2005年に「価格.com」のサイトが改ざんされ閲覧した数多くのユーザーが感染したマルウェア。その後もネット犯罪者がたびたび利用しているため現在でも注意を要する。特にサポート期限が過ぎているWindows XPを使っている場合、感染の危険度はより高い。
脅威
Windows OSで活動するマルウェアで、トロイの木馬の一種。オンラインゲーム「Lineage」(リネージュ)のパスワードを盗み出すほか、亜種ではリムーバブルメディアを介して感染を広げるものもある。
主な感染/被害の流れ
感染すると、自分自身のコピーをSystem32フォルダ“EXPLORER.EXE”というファイル名で作成するとともに(rundll32.exeまたはinternat.exeが使用されることもある)、レジストリキーを追加し作成したファイルがWindowsの再起動時に実行されるようにする。
さらに、UPXで圧縮されたNTDLL.DLLというコンポーネントをSystem32ディレクトリに作成し、エクスプローラの実行時にメモリ上でアクティブになるようにする。このDLLファイルは、実行ファイルや関連するMAPファイルを検索してゲームデータがどこにあるのかを突き止める。取得したデータ(サーバーのアドレスやパスワード等)は一度保存され、その後攻撃者に送られる。
また、ウェブサーバーからファイルのダウンロードや実行を試みるほか、各社のファイアウォールやセキュリティソフトを停止する機能も持っている。
活動状況と注意点
2005年5月にウェブサイト「価格.com」のホームページが不正アクセスにより改ざんされ、閲覧した多くのユーザーがマルウェア感染するという事件が起こった。このとき利用されたマルウェアは二種類あり、そのうちの一つがDelf(Win32/PSW.Delf.FZ)だった。

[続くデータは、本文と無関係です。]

impl Worker {
    fn run(&mut self, commands: Receiver<WorkerCommand>) {
        while let Ok(command) = commands.recv() {
            match command {
                WorkerCommand::Shutdown => break,
                WorkerCommand::Translate {
                    request,
                    events,
                    generation,
                } => {
                    self.translate(request, &events, generation);
                    self.state
                        .lock()
                        .expect("Generator state lock poisoned")
                        .busy = false;
                }
            }
        }
        log::debug!("Generator worker exiting");
    }

    fn live(&self, generation: u64) -> bool {
        self.generation.load(Ordering::Acquire) == generation
    }

    fn translate(&self, request: TranslationRequest, events: &Sender<EngineEvent>, generation: u64) {
        let root_id = request.root.id();
        let send = |event: GeneratorEvent| {
            let _ = events.send(EngineEvent::Generator(event));
        };

        let Some(sheet) = request.root.with_read(|s| s.clone()) else {
            log::debug!("Translation request for closed document {}", root_id);
            send(GeneratorEvent::TranslationError {
                root: root_id,
                diagnostic: Diagnostic::translation_error(
                    CodegenError::DocumentGone.to_string(),
                    None,
                ),
            });
            send(GeneratorEvent::TranslationCompleted {
                root: root_id,
                result: None,
            });
            return;
        };

        let steps = emit::step_count(&self.registry, &sheet);
        self.progress.begin(steps);
        send(GeneratorEvent::TranslationStarted {
            root: root_id,
            output: request.output,
            steps,
        });

        let emitted = self.emit_with_progress(&sheet, events, generation);
        let emitted = match emitted {
            EmitOutcome::Done(emitted) => emitted,
            EmitOutcome::Cancelled => {
                log::debug!("Translation of {} cancelled during emission", root_id);
                return;
            }
            EmitOutcome::Failed(errors) => {
                for diagnostic in errors {
                    send(GeneratorEvent::TranslationError {
                        root: root_id,
                        diagnostic,
                    });
                }
                send(GeneratorEvent::TranslationCompleted {
                    root: root_id,
                    result: None,
                });
                return;
            }
        };

        for diagnostic in &emitted.warnings {
            send(GeneratorEvent::TranslationError {
                root: root_id,
                diagnostic: diagnostic.clone(),
            });
        }

        let source_path = request.output_path.with_extension("cpp");
        if let Err(err) = fs::write(&source_path, &emitted.source) {
            send(GeneratorEvent::TranslationError {
                root: root_id,
                diagnostic: Diagnostic::translation_error(
                    format!("failed to write {}: {}", source_path.display(), err),
                    None,
                ),
            });
            send(GeneratorEvent::TranslationCompleted {
                root: root_id,
                result: None,
            });
            return;
        }

        if !self.live(generation) {
            log::debug!("Translation of {} cancelled before compile", root_id);
            return;
        }

        let library_path = match request.output {
            OutputKind::SourceOnly => None,
            OutputKind::SharedLibrary => {
                let Some(toolchain) = self.toolchain.as_ref() else {
                    send(GeneratorEvent::TranslationError {
                        root: root_id,
                        diagnostic: Diagnostic::translation_error(
                            CodegenError::NoCompiler.to_string(),
                            None,
                        ),
                    });
                    send(GeneratorEvent::TranslationCompleted {
                        root: root_id,
                        result: None,
                    });
                    return;
                };
                let outcome = toolchain.compile(
                    &source_path,
                    &request.output_path,
                    request.debug,
                    &emitted.line_map,
                );
                match outcome {
                    Ok(outcome) => {
                        for diagnostic in outcome.diagnostics {
                            send(GeneratorEvent::TranslationError {
                                root: root_id,
                                diagnostic,
                            });
                        }
                        if !outcome.success {
                            send(GeneratorEvent::TranslationCompleted {
                                root: root_id,
                                result: None,
                            });
                            return;
                        }
                        Some(request.output_path.clone())
                    }
                    Err(err) => {
                        send(GeneratorEvent::TranslationError {
                            root: root_id,
                            diagnostic: Diagnostic::translation_error(err.to_string(), None),
                        });
                        send(GeneratorEvent::TranslationCompleted {
                            root: root_id,
                            result: None,
                        });
                        return;
                    }
                }
            }
        };

        if !self.live(generation) {
            log::debug!("Translation of {} cancelled after compile", root_id);
            return;
        }

        send(GeneratorEvent::TranslationCompleted {
            root: root_id,
            result: Some(Box::new(BuildArtifacts {
                library_path,
                source_path,
                identifiers: emitted.identifiers,
                operations: emitted.operations,
                devices: emitted.devices,
            })),
        });
    }

    fn emit_with_progress(
        &self,
        sheet: &Worksheet,
        events: &Sender<EngineEvent>,
        generation: u64,
    ) -> EmitOutcome {
        let result = emit::emit_model(&self.registry, sheet, |_| {
            let completed = self.progress.step();
            let _ = events.send(EngineEvent::Generator(GeneratorEvent::StepCompleted {
                completed,
            }));
            self.live(generation)
        });
        match result {
            Ok(Some(emitted)) => EmitOutcome::Done(emitted),
            Ok(None) => EmitOutcome::Cancelled,
            Err(errors) => EmitOutcome::Failed(errors),
        }
    }
}

enum EmitOutcome {
    Done(EmittedModel),
    Cancelled,
    Failed(Vec<Diagnostic>),
}

#[cfg(test)]
mod tests {
    use super::*;
    use calcsheet_core::document::{Calculation, ElementKind};
    use calcsheet_core::expr;
    use std::time::Duration;

    fn sheet(registry: &DocumentRegistry, calcs: &[(&str, &str)]) -> calcsheet_core::DocHandle {
        let id = registry.allocate_id();
        let mut sheet = Worksheet::new(id, "test");
        for (target, src) in calcs {
            sheet.push(ElementKind::Calculation(Calculation {
                target: target.to_string(),
                expr: expr::parse(src).unwrap(),
            }));
        }
        registry.insert(sheet)
    }

    fn drain_until_completed(
        rx: &Receiver<EngineEvent>,
        root: calcsheet_core::DocumentId,
    ) -> (Vec<&'static str>, Option<Box<BuildArtifacts>>) {
        let mut seen = Vec::new();
        loop {
            let event = rx
                .recv_timeout(Duration::from_secs(10))
                .expect("generator event");
            let EngineEvent::Generator(event) = event else {
                continue;
            };
            seen.push(event.type_name());
            if let GeneratorEvent::TranslationCompleted {
                root: done,
                result,
            } = event
            {
                if done == root {
                    return (seen, result);
                }
            }
        }
    }

    #[test]
    fn test_claim_is_exclusive_until_released() {
        let registry = DocumentRegistry::new();
        let mut service = GeneratorService::source_only(registry);
        let (tx_a, _rx_a) = unbounded();
        let (tx_b, rx_b) = unbounded();

        assert!(service.claim(tx_a));
        assert!(!service.claim(tx_b));

        service.release();
        // The waiter is told the generator is free again.
        let event = rx_b.recv_timeout(Duration::from_secs(1)).unwrap();
        assert!(matches!(
            event,
            EngineEvent::Generator(GeneratorEvent::Idle)
        ));
    }

    #[test]
    fn test_translate_requires_ownership() {
        let registry = DocumentRegistry::new();
        let doc = sheet(&registry, &[("x", "1")]);
        let mut service = GeneratorService::source_only(registry);
        let dir = tempfile::tempdir().unwrap();

        let request = TranslationRequest {
            root: doc,
            output: OutputKind::SourceOnly,
            output_path: dir.path().join("model.so"),
            debug: false,
        };
        assert!(matches!(
            service.translate(request),
            Err(GeneratorError::NotOwned)
        ));
    }

    #[test]
    fn test_source_only_translation_end_to_end() {
        let registry = DocumentRegistry::new();
        let doc = sheet(&registry, &[("x", "1"), ("y", "x * 3")]);
        let mut service = GeneratorService::source_only(registry);
        let dir = tempfile::tempdir().unwrap();
        let (tx, rx) = unbounded();

        assert!(service.claim(tx));
        service
            .translate(TranslationRequest {
                root: doc.clone(),
                output: OutputKind::SourceOnly,
                output_path: dir.path().join("model.so"),
                debug: true,
            })
            .unwrap();

        let (seen, result) = drain_until_completed(&rx, doc.id());
        assert_eq!(seen.first(), Some(&"TranslationStarted"));
        assert!(seen.contains(&"StepCompleted"));

        let artifacts = result.expect("source-only translation succeeds");
        assert!(artifacts.library_path.is_none());
        assert!(artifacts.source_path.exists());
        assert_eq!(artifacts.identifiers.len(), 2);
        assert_eq!(artifacts.operations.len(), 2);

        let source = fs::read_to_string(&artifacts.source_path).unwrap();
        assert!(source.contains("calcsheet_model_run"));

        let (completed, total) = service.progress().read();
        assert_eq!((completed, total), (2, 2));
        service.release();
    }

    #[test]
    fn test_translation_errors_fail_the_build() {
        let registry = DocumentRegistry::new();
        let doc = sheet(&registry, &[("x", "undefined_thing + 1")]);
        let mut service = GeneratorService::source_only(registry);
        let dir = tempfile::tempdir().unwrap();
        let (tx, rx) = unbounded();

        assert!(service.claim(tx));
        service
            .translate(TranslationRequest {
                root: doc.clone(),
                output: OutputKind::SourceOnly,
                output_path: dir.path().join("model.so"),
                debug: false,
            })
            .unwrap();

        let (seen, result) = drain_until_completed(&rx, doc.id());
        assert!(result.is_none());
        assert!(seen.contains(&"TranslationError"));
    }

    #[test]
    fn test_closed_document_fails_cleanly() {
        let registry = DocumentRegistry::new();
        let doc = sheet(&registry, &[("x", "1")]);
        registry.remove(doc.id());

        let mut service = GeneratorService::source_only(registry);
        let dir = tempfile::tempdir().unwrap();
        let (tx, rx) = unbounded();
        assert!(service.claim(tx));
        service
            .translate(TranslationRequest {
                root: doc.clone(),
                output: OutputKind::SourceOnly,
                output_path: dir.path().join("model.so"),
                debug: false,
            })
            .unwrap();

        let (_, result) = drain_until_completed(&rx, doc.id());
        assert!(result.is_none());
    }

    #[test]
    fn test_new_translation_supersedes_cancelled_one() {
        let registry = DocumentRegistry::new();
        let doc_a = sheet(&registry, &[("x", "1")]);
        let doc_b = sheet(&registry, &[("y", "2")]);
        let mut service = GeneratorService::source_only(registry);
        let dir = tempfile::tempdir().unwrap();
        let (tx, rx) = unbounded();

        assert!(service.claim(tx));
        service
            .translate(TranslationRequest {
                root: doc_a.clone(),
                output: OutputKind::SourceOnly,
                output_path: dir.path().join("a.so"),
                debug: false,
            })
            .unwrap();
        service.cancel();
        service
            .translate(TranslationRequest {
                root: doc_b.clone(),
                output: OutputKind::SourceOnly,
                output_path: dir.path().join("b.so"),
                debug: false,
            })
            .unwrap();

        // B must complete; A may at most have produced early events.
        let (_, result) = drain_until_completed(&rx, doc_b.id());
        assert!(result.is_some());
    }
}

そのため「価格.com」は一時閉鎖に追い込まれ、全面復旧にはおよそ1カ月を要した。その間、閲覧ユーザーに対してはESETのウイルス対策ソフト「NOD32アンチウイルス」を使用して防御するよう呼び掛けがあった。これは、事件発生直後に国内他社のウイルス対策ソフトではいずれも検出されなかった中で「NOD32アンチウイルス」だけがヒューリスティック機能により検出と駆除ができたためである。
Delfは2004年ごろより活動し、その後長期にわたってネット犯罪者によって利用され続けており、現在でも、国内も含めて被害が絶えない。特に、2014年以降において、サポートがすでに終了しているWindows XPを使用している場合、Delfに感染する可能性が極めて高くなるため、ESETは危険度の高いマルウェアの一つとして、あらためて注意を呼び掛けている。